**Aim of the task**
The expected output is each line below containing "info", copied in full.

────

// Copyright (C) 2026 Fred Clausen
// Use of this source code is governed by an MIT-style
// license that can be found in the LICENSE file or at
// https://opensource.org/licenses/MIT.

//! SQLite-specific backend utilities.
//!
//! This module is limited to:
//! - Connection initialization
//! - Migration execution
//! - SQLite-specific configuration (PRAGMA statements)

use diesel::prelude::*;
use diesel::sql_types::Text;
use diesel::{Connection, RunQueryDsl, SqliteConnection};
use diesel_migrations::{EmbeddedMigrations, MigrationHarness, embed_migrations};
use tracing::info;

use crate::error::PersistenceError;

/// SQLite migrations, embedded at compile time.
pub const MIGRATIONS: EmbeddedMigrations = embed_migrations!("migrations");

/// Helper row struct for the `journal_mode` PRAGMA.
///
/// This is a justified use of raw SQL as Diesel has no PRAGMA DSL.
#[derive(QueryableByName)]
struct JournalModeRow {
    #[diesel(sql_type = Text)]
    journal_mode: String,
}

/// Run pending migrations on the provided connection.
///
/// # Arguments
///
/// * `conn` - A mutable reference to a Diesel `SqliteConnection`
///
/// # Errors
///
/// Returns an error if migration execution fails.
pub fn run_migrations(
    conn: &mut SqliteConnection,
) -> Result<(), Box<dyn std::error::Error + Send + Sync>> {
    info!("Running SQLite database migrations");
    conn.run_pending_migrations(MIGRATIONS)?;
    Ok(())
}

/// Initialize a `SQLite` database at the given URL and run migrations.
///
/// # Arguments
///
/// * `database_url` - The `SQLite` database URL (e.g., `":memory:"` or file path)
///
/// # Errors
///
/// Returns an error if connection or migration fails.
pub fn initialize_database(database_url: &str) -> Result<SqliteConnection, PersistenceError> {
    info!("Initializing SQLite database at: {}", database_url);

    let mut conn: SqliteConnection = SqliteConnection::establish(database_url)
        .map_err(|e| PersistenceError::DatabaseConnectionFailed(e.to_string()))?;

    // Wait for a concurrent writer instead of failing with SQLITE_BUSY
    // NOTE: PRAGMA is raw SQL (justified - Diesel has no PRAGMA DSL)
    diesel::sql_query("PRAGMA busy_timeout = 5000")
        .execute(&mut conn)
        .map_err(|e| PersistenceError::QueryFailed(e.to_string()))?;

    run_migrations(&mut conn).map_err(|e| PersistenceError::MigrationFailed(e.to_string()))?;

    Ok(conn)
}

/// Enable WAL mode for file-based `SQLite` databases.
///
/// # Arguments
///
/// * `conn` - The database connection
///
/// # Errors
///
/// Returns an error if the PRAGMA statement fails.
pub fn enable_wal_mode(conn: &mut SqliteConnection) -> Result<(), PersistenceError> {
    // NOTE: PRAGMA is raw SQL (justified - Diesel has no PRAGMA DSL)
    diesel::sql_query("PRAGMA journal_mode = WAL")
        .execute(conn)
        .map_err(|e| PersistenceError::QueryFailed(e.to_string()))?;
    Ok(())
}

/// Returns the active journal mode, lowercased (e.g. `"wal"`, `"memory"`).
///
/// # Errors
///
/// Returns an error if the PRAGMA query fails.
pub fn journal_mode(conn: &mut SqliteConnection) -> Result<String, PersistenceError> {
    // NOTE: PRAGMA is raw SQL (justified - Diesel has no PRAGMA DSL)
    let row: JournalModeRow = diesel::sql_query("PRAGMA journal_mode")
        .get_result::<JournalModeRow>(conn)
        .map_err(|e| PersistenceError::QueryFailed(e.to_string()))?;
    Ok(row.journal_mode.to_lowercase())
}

────

**Output of the task**
use tracing::info;
    info!("Running SQLite database migrations");
    info!("Initializing SQLite database at: {}", database_url);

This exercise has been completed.